A Place Is What It Is

John B. Smith

Bottom line — a place is what it is.  A physical reality.  It exists, or at least we have to assume it exists if we and everything else are not to become part of the butterfly’s dream.  It is not goodbadbeautifuluglyvaluableworthless . . .  It just is.

 

Everything  beyond what is is a matter of perception.  We sense it.  We see it.

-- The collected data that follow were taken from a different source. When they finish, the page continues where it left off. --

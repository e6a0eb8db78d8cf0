//! PostgreSQL-backed `UserRepository`.
//!
//! Deleting a user relies on the `ON DELETE CASCADE` foreign keys to remove
//! their attendance and issues in the same statement.

use async_trait::async_trait;
use diesel::prelude::*;
use diesel_async::RunQueryDsl;

use crate::domain::ports::{UserPersistenceError, UserRepository};
use crate::domain::{DisplayName, Role, StoredCredential, User, Username};

use super::diesel_helpers::{StoreFailure, to_count, within};
use super::models::{NewUserRow, UserRow};
use super::pool::DbPool;
use super::schema::users;

/// Diesel-backed implementation of the user repository port.
#[derive(Clone)]
pub struct DieselUserRepository {
    pool: DbPool,
}

impl DieselUserRepository {
    /// Create a new repository with the given connection pool.
    pub fn new(pool: DbPool) -> Self {
        Self { pool }
    }

    async fn load_row(&self, username: &Username) -> Result<Option<UserRow>, UserPersistenceError> {
        within(self.pool.operation_timeout(), "user lookup", async {
            let mut conn = self.pool.get().await?;
            let row = users::table
                .find(username.as_ref())
                .select(UserRow::as_select())
                .first(&mut conn)
                .await
                .optional()?;
            Ok(row)
        })
        .await
        .map_err(map_failure)
    }
}

fn map_failure(failure: StoreFailure) -> UserPersistenceError {
    match failure {
        StoreFailure::Connection(message) => UserPersistenceError::connection(message),
        StoreFailure::Timeout(message) => UserPersistenceError::timeout(message),
        StoreFailure::ForeignKey(message) | StoreFailure::Query(message) => {
            UserPersistenceError::query(message)
        }
    }
}

pub(super) fn row_to_credential(row: UserRow) -> Result<StoredCredential, UserPersistenceError> {
    let invalid = |err: crate::domain::UserValidationError| {
        UserPersistenceError::query(format!("stored user {}: {err}", row.username))
    };
    let username = Username::new(&row.username).map_err(invalid)?;
    let role = row.role.parse::<Role>().map_err(invalid)?;
    let display_name = row
        .full_name
        .as_deref()
        .map(DisplayName::new)
        .transpose()
        .map_err(invalid)?;
    Ok(StoredCredential {
        user: User::new(username, display_name, role),
        password_hash: row.password_hash,
    })
}

#[async_trait]
impl UserRepository for DieselUserRepository {
    async fn find(&self, username: &Username) -> Result<Option<User>, UserPersistenceError> {
        let credential = self.find_credential(username).await?;
        Ok(credential.map(|credential| credential.user))
    }

    async fn find_credential(
        &self,
        username: &Username,
    ) -> Result<Option<StoredCredential>, UserPersistenceError> {
        self.load_row(username)
            .await?
            .map(row_to_credential)
            .transpose()
    }

    async fn insert(&self, credential: &StoredCredential) -> Result<bool, UserPersistenceError> {
        let user = &credential.user;
        let new_row = NewUserRow {
            username: user.username().as_ref(),
            password_hash: &credential.password_hash,
            role: user.role().as_str(),
            full_name: user.display_name().map(AsRef::as_ref),
        };
        within(self.pool.operation_timeout(), "user insert", async {
            let mut conn = self.pool.get().await?;
            let inserted = diesel::insert_into(users::table)
                .values(&new_row)
                .on_conflict_do_nothing()
                .execute(&mut conn)
                .await?;
            Ok(inserted == 1)
        })
        .await
        .map_err(map_failure)
    }

    async fn delete(&self, username: &Username) -> Result<bool, UserPersistenceError> {
        within(self.pool.operation_timeout(), "user delete", async {
            let mut conn = self.pool.get().await?;
            let deleted = diesel::delete(users::table.find(username.as_ref()))
                .execute(&mut conn)
                .await?;
            Ok(deleted > 0)
        })
        .await
        .map_err(map_failure)
    }

    async fn list_by_role(&self, role: Role) -> Result<Vec<User>, UserPersistenceError> {
        let rows = within(self.pool.operation_timeout(), "user listing", async {
            let mut conn = self.pool.get().await?;
            let rows = users::table
                .filter(users::role.eq(role.as_str()))
                .select(UserRow::as_select())
                .order(users::username.asc())
                .load(&mut conn)
                .await?;
            Ok(rows)
        })
        .await
        .map_err(map_failure)?;

        rows.into_iter()
            .map(|row| row_to_credential(row).map(|credential| credential.user))
            .collect()
    }

    async fn count_by_role(&self, role: Role) -> Result<u64, UserPersistenceError> {
        within(self.pool.operation_timeout(), "user count", async {
            let mut conn = self.pool.get().await?;
            let count: i64 = users::table
                .filter(users::role.eq(role.as_str()))
                .count()
                .get_result(&mut conn)
                .await?;
            Ok(to_count(count))
        })
        .await
        .map_err(map_failure)
    }
}
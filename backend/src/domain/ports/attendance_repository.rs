//! Port for attendance persistence.
//!
//! Adapters own the one-record-per-`(username, date)` invariant: `upsert`
//! must fold the update into the stored flags atomically so two concurrent
//! writers for the same day never lose each other's flags.

use async_trait::async_trait;

use crate::domain::{
    AttendanceDate, AttendanceRecord, DateBounds, MealUpdate, MonthSheet, Username, YearMonth,
};

use super::define_port_error;

define_port_error! {
    /// Errors raised by attendance repository adapters.
    pub enum AttendanceRepositoryError {
        /// Repository connection could not be established.
        Connection { message: String } =>
            "attendance repository connection failed: {message}",
        /// Query or mutation failed during execution.
        Query { message: String } =>
            "attendance repository query failed: {message}",
        /// The store did not answer within the configured budget.
        Timeout { message: String } =>
            "attendance repository timed out: {message}",
        /// The username does not reference an existing user.
        UnknownUser { username: String } =>
            "user {username} does not exist",
    }
}

/// Port for reading and writing attendance records.
#[cfg_attr(test, mockall::automock)]
#[async_trait]
pub trait AttendanceRepository: Send + Sync {
    /// Merge `update` into the record for `(username, date)`, creating it when
    /// absent, and return the stored result.
    async fn upsert(
        &self,
        username: &Username,
        date: AttendanceDate,
        update: MealUpdate,
    ) -> Result<AttendanceRecord, AttendanceRepositoryError>;

    /// Records of `username` inside `bounds`, newest date first.
    async fn query_range(
        &self,
        username: &Username,
        bounds: DateBounds,
    ) -> Result<Vec<AttendanceRecord>, AttendanceRepositoryError>;

    /// Records of `username` whose date starts with the month prefix, newest
    /// date first.
    async fn query_month(
        &self,
        username: &Username,
        month: YearMonth,
    ) -> Result<Vec<AttendanceRecord>, AttendanceRepositoryError>;

    /// `username` together with their records for `month`, read in one
    /// statement. `None` when the user does not exist.
    async fn month_sheet(
        &self,
        username: &Username,
        month: YearMonth,
    ) -> Result<Option<MonthSheet>, AttendanceRepositoryError>;

    /// The `limit` most recently inserted records across all users.
    async fn list_recent(
        &self,
        limit: usize,
    ) -> Result<Vec<AttendanceRecord>, AttendanceRepositoryError>;

    /// Number of records on `date`.
    async fn count_on(&self, date: AttendanceDate) -> Result<u64, AttendanceRepositoryError>;

    /// Number of records whose date starts with the month prefix.
    async fn count_in_month(&self, month: YearMonth) -> Result<u64, AttendanceRepositoryError>;
}
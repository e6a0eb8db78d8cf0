//! Tests for HTTP error mapping.

use super::*;
use actix_web::ResponseError;
use actix_web::body::to_bytes;
use actix_web::http::StatusCode;
use rstest::{fixture, rstest};
use serde_json::json;

const TRACE_ID: &str = "00000000-0000-0000-0000-000000000000";

#[fixture]
fn expected_trace_id() -> String {
    TRACE_ID.to_owned()
}

#[rstest]
#[case(Error::invalid_request("bad"), StatusCode::BAD_REQUEST)]
#[case(Error::unauthorized("no auth"), StatusCode::UNAUTHORIZED)]
#[case(Error::not_found("missing"), StatusCode::NOT_FOUND)]
#[case(Error::internal("boom"), StatusCode::INTERNAL_SERVER_ERROR)]
fn status_code_matches_error_code(#[case] err: Error, #[case] status: StatusCode) {
    assert_eq!(ResponseError::status_code(&err), status);
}

async fn assert_error_response(
    error: Error,
    expected_status: StatusCode,
    expected_trace_id: Option<&str>,
) -> Error {
    let response = ResponseError::error_response(&error);
    assert_eq!(response.status(), expected_status);

    let header = response.headers().get(TRACE_ID_HEADER);
    match expected_trace_id {
        Some(expected) => {
            let trace_id = header
                .expect("trace-id header is set by error_response")
                .to_str()
                .expect("trace-id is valid UTF-8");
            assert_eq!(trace_id, expected);
        }
        None => assert!(header.is_none(), "trace-id header should not be present"),
    }

    let bytes = to_bytes(response.into_body())
        .await
        .expect("reading response body succeeds");
    serde_json::from_slice(&bytes).expect("Error JSON deserialisation succeeds")
}

#[rstest]
#[actix_web::test]
async fn internal_errors_are_redacted(expected_trace_id: String) {
    let error = Error::internal("attendance repository timed out: 5000ms")
        .with_trace_id(expected_trace_id.clone())
        .with_details(json!({ "secret": "x" }));

    let redacted = assert_error_response(
        error,
        StatusCode::INTERNAL_SERVER_ERROR,
        Some(expected_trace_id.as_str()),
    )
    .await;

    assert_eq!(redacted.code(), ErrorCode::InternalError);
    assert_eq!(redacted.message(), "Internal server error");
    assert!(redacted.details().is_none());
}

#[rstest]
#[actix_web::test]
async fn client_errors_keep_their_details(expected_trace_id: String) {
    let error = Error::invalid_request("date must be YYYY-MM-DD")
        .with_trace_id(expected_trace_id.clone())
        .with_details(json!({ "field": "date", "code": "invalid_date" }));

    let payload = assert_error_response(
        error,
        StatusCode::BAD_REQUEST,
        Some(expected_trace_id.as_str()),
    )
    .await;

    assert_eq!(payload.message(), "date must be YYYY-MM-DD");
    assert_eq!(
        payload.details(),
        Some(&json!({ "field": "date", "code": "invalid_date" }))
    );
}

#[rstest]
#[actix_web::test]
async fn error_without_trace_id_omits_trace_header() {
    let error = Error::not_found("user ghost not found");

    let payload = assert_error_response(error, StatusCode::NOT_FOUND, None).await;

    assert_eq!(payload.code(), ErrorCode::NotFound);
    assert_eq!(payload.trace_id(), None);
}

#[rstest]
fn from_actix_error_is_redacted_internal_error() {
    let err: Error = actix_web::error::ErrorBadRequest("boom").into();

    assert_eq!(err.code(), ErrorCode::InternalError);
    assert_eq!(err.message(), "Internal server error");
    assert_eq!(err.details(), None);
}
//! Admin dashboard read projections.

use std::sync::Arc;

use async_trait::async_trait;
use mockable::Clock;

use crate::domain::ports::{
    AdminQuery, AttendanceRepository, DashboardStats, IssueRepository, UserRepository,
};
use crate::domain::service_support::today;
use crate::domain::store_errors::{map_attendance_error, map_issue_error, map_user_error};
use crate::domain::{Error, IssueKind, Role, User};

/// Service implementing [`AdminQuery`].
#[derive(Clone)]
pub struct DashboardService<U, A, I> {
    user_repo: Arc<U>,
    attendance_repo: Arc<A>,
    issue_repo: Arc<I>,
    clock: Arc<dyn Clock>,
}

impl<U, A, I> DashboardService<U, A, I> {
    /// Create a dashboard service over the user, attendance and issue stores.
    pub fn new(
        user_repo: Arc<U>,
        attendance_repo: Arc<A>,
        issue_repo: Arc<I>,
        clock: Arc<dyn Clock>,
    ) -> Self {
        Self {
            user_repo,
            attendance_repo,
            issue_repo,
            clock,
        }
    }
}

#[async_trait]
impl<U, A, I> AdminQuery for DashboardService<U, A, I>
where
    U: UserRepository,
    A: AttendanceRepository,
    I: IssueRepository,
{
    async fn dashboard_stats(&self) -> Result<DashboardStats, Error> {
        let today = today(self.clock.as_ref());
        let total_students = self
            .user_repo
            .count_by_role(Role::Student)
            .await
            .map_err(map_user_error)?;
        let meals_today = self
            .attendance_repo
            .count_on(today)
            .await
            .map_err(map_attendance_error)?;
        let meals_month = self
            .attendance_repo
            .count_in_month(today.year_month())
            .await
            .map_err(map_attendance_error)?;
        let complaints = self
            .issue_repo
            .count_by_kind(IssueKind::Complaint)
            .await
            .map_err(map_issue_error)?;

        Ok(DashboardStats {
            total_students,
            meals_today,
            meals_month,
            complaints,
        })
    }

    async fn list_students(&self) -> Result<Vec<User>, Error> {
        self.user_repo
            .list_by_role(Role::Student)
            .await
            .map_err(map_user_error)
    }
}

#[cfg(test)]
mod tests {
    //! Regression coverage for this module.
    use super::*;
    use crate::domain::ErrorCode;
    use crate::domain::ports::{
        AttendanceRepositoryError, MockAttendanceRepository, MockIssueRepository,
        MockUserRepository,
    };
    use chrono::{DateTime, Local, TimeZone, Utc};
    use rstest::rstest;

    struct FixtureClock;

    impl Clock for FixtureClock {
        fn local(&self) -> DateTime<Local> {
            self.utc().with_timezone(&Local)
        }

        fn utc(&self) -> DateTime<Utc> {
            Utc.with_ymd_and_hms(2025, 12, 10, 8, 0, 0)
                .single()
                .expect("valid fixture timestamp")
        }
    }

    fn make_service(
        users: MockUserRepository,
        attendance: MockAttendanceRepository,
        issues: MockIssueRepository,
    ) -> DashboardService<MockUserRepository, MockAttendanceRepository, MockIssueRepository> {
        DashboardService::new(
            Arc::new(users),
            Arc::new(attendance),
            Arc::new(issues),
            Arc::new(FixtureClock),
        )
    }

    #[rstest]
    #[tokio::test]
    async fn stats_count_today_and_current_month() {
        let mut users = MockUserRepository::new();
        users
            .expect_count_by_role()
            .withf(|role| *role == Role::Student)
            .return_once(|_| Ok(12));
        let mut attendance = MockAttendanceRepository::new();
        attendance
            .expect_count_on()
            .withf(|date| date.to_string() == "2025-12-10")
            .return_once(|_| Ok(4));
        attendance
            .expect_count_in_month()
            .withf(|month| month.to_string() == "2025-12")
            .return_once(|_| Ok(40));
        let mut issues = MockIssueRepository::new();
        issues
            .expect_count_by_kind()
            .withf(|kind| *kind == IssueKind::Complaint)
            .return_once(|_| Ok(2));

        let stats = make_service(users, attendance, issues)
            .dashboard_stats()
            .await
            .expect("stats");

        assert_eq!(
            stats,
            DashboardStats {
                total_students: 12,
                meals_today: 4,
                meals_month: 40,
                complaints: 2,
            }
        );
    }

    #[rstest]
    #[tokio::test]
    async fn stats_surface_store_failures() {
        let mut users = MockUserRepository::new();
        users.expect_count_by_role().return_once(|_| Ok(1));
        let mut attendance = MockAttendanceRepository::new();
        attendance
            .expect_count_on()
            .return_once(|_| Err(AttendanceRepositoryError::timeout("5000ms")));

        let err = make_service(users, attendance, MockIssueRepository::new())
            .dashboard_stats()
            .await
            .expect_err("store failure");

        assert_eq!(err.code(), ErrorCode::InternalError);
    }
}
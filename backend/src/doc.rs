//! OpenAPI documentation configuration.
//!
//! [`ApiDoc`] registers every REST endpoint of the inbound layer together
//! with the domain error wrappers ([`ErrorSchema`], [`ErrorCodeSchema`]).
//! The document backs Swagger UI in debug builds and is exported via
//! `cargo run --bin openapi-dump`.

use crate::inbound::http::schemas::{ErrorCodeSchema, ErrorSchema};
use utoipa::OpenApi;

/// OpenAPI document for the REST API.
#[derive(OpenApi)]
#[openapi(
    info(
        title = "Messpro API",
        description = "Meal attendance tracking and monthly billing for a hostel mess."
    ),
    servers(
        (url = "/", description = "Relative to the deployment base URL")
    ),
    paths(
        crate::inbound::http::users::login,
        crate::inbound::http::attendance::record_attendance,
        crate::inbound::http::attendance::attendance_stats,
        crate::inbound::http::attendance::attendance_history,
        crate::inbound::http::attendance::recent_activity,
        crate::inbound::http::billing::generate_bill,
        crate::inbound::http::issues::submit_issue,
        crate::inbound::http::admin::dashboard_stats,
        crate::inbound::http::admin::admin_activity,
        crate::inbound::http::admin::list_students,
        crate::inbound::http::admin::add_user,
        crate::inbound::http::admin::delete_user,
        crate::inbound::http::health::ready,
        crate::inbound::http::health::live,
    ),
    components(schemas(ErrorSchema, ErrorCodeSchema)),
    tags(
        (name = "users", description = "Login and registration"),
        (name = "attendance", description = "Meal attendance records and counts"),
        (name = "billing", description = "Monthly bills"),
        (name = "issues", description = "Complaints and feedback"),
        (name = "admin", description = "Administrator dashboard"),
        (name = "health", description = "Endpoints for health checks")
    )
)]
pub struct ApiDoc;

#[cfg(test)]
mod tests {
    //! Tests verifying the generated OpenAPI document.

    use super::*;
    use rstest::rstest;
    use utoipa::openapi::RefOr;
    use utoipa::openapi::schema::Schema;

    // utoipa replaces :: with . in schema names
    const ERROR_SCHEMA_NAME: &str = "crate.domain.Error";

    #[rstest]
    fn error_schema_has_required_fields() {
        let doc = ApiDoc::openapi();
        let schemas = &doc.components.as_ref().expect("components").schemas;
        let error_schema = schemas.get(ERROR_SCHEMA_NAME).expect("Error schema");

        match error_schema {
            RefOr::T(Schema::Object(obj)) => {
                for field in ["code", "message", "traceId", "details"] {
                    assert!(obj.properties.contains_key(field), "missing {field}");
                }
            }
            _ => panic!("expected Object schema"),
        }
    }

    #[rstest]
    #[case("/api/login")]
    #[case("/api/attendance")]
    #[case("/api/attendance-stats")]
    #[case("/api/attendance-history/{username}")]
    #[case("/api/recent-activity")]
    #[case("/api/generate-bill/{username}")]
    #[case("/api/submit-issue")]
    #[case("/api/admin/stats")]
    #[case("/api/admin/users")]
    #[case("/api/admin/users/{username}")]
    #[case("/health/ready")]
    fn every_endpoint_is_documented(#[case] path: &str) {
        let doc = ApiDoc::openapi();
        assert!(doc.paths.paths.contains_key(path), "missing {path}");
    }
}
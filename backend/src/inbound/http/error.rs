//! Rendering of domain errors as HTTP responses.
//!
//! Client errors are returned verbatim inside the JSON envelope. Internal
//! errors are logged with their full message and replaced by a generic one,
//! keeping only the trace id so operators can correlate the two.

use actix_web::{HttpResponse, ResponseError, http::StatusCode};
use tracing::{debug, error};

use crate::domain::{Error, ErrorCode, TRACE_ID_HEADER};

pub use crate::domain::ApiResult;

const INTERNAL_MESSAGE: &str = "Internal server error";

impl ResponseError for Error {
    fn status_code(&self) -> StatusCode {
        match self.code() {
            ErrorCode::InvalidRequest => StatusCode::BAD_REQUEST,
            ErrorCode::Unauthorized => StatusCode::UNAUTHORIZED,
            ErrorCode::NotFound => StatusCode::NOT_FOUND,
            ErrorCode::InternalError => StatusCode::INTERNAL_SERVER_ERROR,
        }
    }

    fn error_response(&self) -> HttpResponse {
        let status = self.status_code();
        let mut builder = HttpResponse::build(status);
        if let Some(id) = self.trace_id() {
            builder.insert_header((TRACE_ID_HEADER, id.to_owned()));
        }

        if self.code() != ErrorCode::InternalError {
            debug!(status = status.as_u16(), reason = self.message(), "request rejected");
            return builder.json(self);
        }

        error!(trace_id = ?self.trace_id(), reason = self.message(), "request failed");
        let redacted = match self.trace_id() {
            Some(id) => Error::internal(INTERNAL_MESSAGE).with_trace_id(id.to_owned()),
            None => Error::internal(INTERNAL_MESSAGE),
        };
        builder.json(redacted)
    }
}

impl From<actix_web::Error> for Error {
    fn from(err: actix_web::Error) -> Self {
        error!(error = %err, "actix error promoted to domain error");
        Self::internal(INTERNAL_MESSAGE)
    }
}

#[cfg(test)]
mod tests;
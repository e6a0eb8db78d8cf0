//! Mess attendance tracking and meal billing backend.

pub mod doc;
pub mod domain;
pub mod inbound;
pub mod middleware;
pub mod outbound;
pub mod settings;

/// Public OpenAPI surface used by Swagger UI and tooling.
pub use doc::ApiDoc;
pub use domain::TraceId;
pub use middleware::Trace;
//! Embedded schema migrations.

use diesel::{Connection, PgConnection};
use diesel_migrations::{EmbeddedMigrations, MigrationHarness, embed_migrations};
use tracing::info;

const MIGRATIONS: EmbeddedMigrations = embed_migrations!("migrations");

/// Errors raised while bringing the schema up to date.
#[derive(Debug, Clone, PartialEq, Eq, thiserror::Error)]
pub enum MigrationError {
    /// The migration connection could not be opened.
    #[error("failed to connect for migrations: {message}")]
    Connect { message: String },

    /// A migration failed to apply.
    #[error("failed to apply migrations: {message}")]
    Apply { message: String },

    /// The blocking migration task did not complete.
    #[error("migration task failed: {message}")]
    Task { message: String },
}

fn apply_pending(database_url: &str) -> Result<usize, MigrationError> {
    let mut connection =
        PgConnection::establish(database_url).map_err(|err| MigrationError::Connect {
            message: err.to_string(),
        })?;
    let applied = connection
        .run_pending_migrations(MIGRATIONS)
        .map_err(|err| MigrationError::Apply {
            message: err.to_string(),
        })?;
    Ok(applied.len())
}

/// Apply every pending migration on a blocking thread.
///
/// # Errors
///
/// Returns [`MigrationError`] when the database is unreachable or a migration
/// fails.
pub async fn run_pending_migrations(database_url: &str) -> Result<(), MigrationError> {
    let url = database_url.to_owned();
    let applied = tokio::task::spawn_blocking(move || apply_pending(&url))
        .await
        .map_err(|err| MigrationError::Task {
            message: err.to_string(),
        })??;
    info!(applied, "database schema is up to date");
    Ok(())
}
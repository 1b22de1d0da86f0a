pub mod summary;

pub use summary::{CountrySummary, SummaryReport};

We hear it.  We smell it.  We see beauty, ugliness, or we may not attend to it in an aesthetic manner.  We may attend to it abstractly, noting what others have said or measured of it.

 

Thereby, we may come to understand that any sense of place is one sense of place among many.  Thus, there is no The Sense of Place, only one sense of place that is likely to soon be replaced by another sense of place.

 

Over time, we may realize that in the accumulation of different senses of place we are gaining a sense of place — a richer composite characterized by the multiple awarenesses that we have had over time but can recall on reflection.  And, thus, we can play one against another.

 

This gained sense of place may just happen.  Without any attempt on our part to direct or control our perception.  But, perhaps a bit mysteriously, we may find our interest piqued and we begin to direct our attention to specific parts or aspects of place.  We may focus on the native plants that grow there, or the birds that live or fly through, or the history of the place — natural, cultural, or other.  Thus, we may more or less consciously begin building a sense of place.

 

As we continue building a sense of place, we may become more conscious that we can, at least in part, direct our perception and thought processes.  We may begin to see some larger pattern in the different facets of perception or information that are part of our sense of place.  If so, we may elect to extend some of them, or we may see that several of them suggest another line of inquiry that would complement them.  We may come to realize that our sense of place needs to take into account what lies beyond its borders, such as a neighbor’s riparian area that extends our woodcock habitat, or his field of invasives that come to visit, or his plans to develop or drill.  We may also come to see how subtle but how strong a role language plays as we build our sense and try to describe it to others.  How easily and unconsciously we may write gain for build when we haven’t really decided which it is.

 

So where does this leave us?  We began with the notion that a place simply exists.  Beyond that, we can gain or build an unlimited numbers of perspectives.  On balance, we optimists would like to believe that they give us an enriched sense of place.  But they are all snapshots — in place, in time, in historical progression, in values.  Especially values, because they guide our efforts to promote ecological diversity in a way that probably never existed before or aesthetic appreciation for a landscape that was not seen previously. There is no real notion of restoration, only a new and, according to our values, better future.  And it’s so ephemeral.  Not just the place, itself, but our sense of it.  So we try to hold on to it as best we can.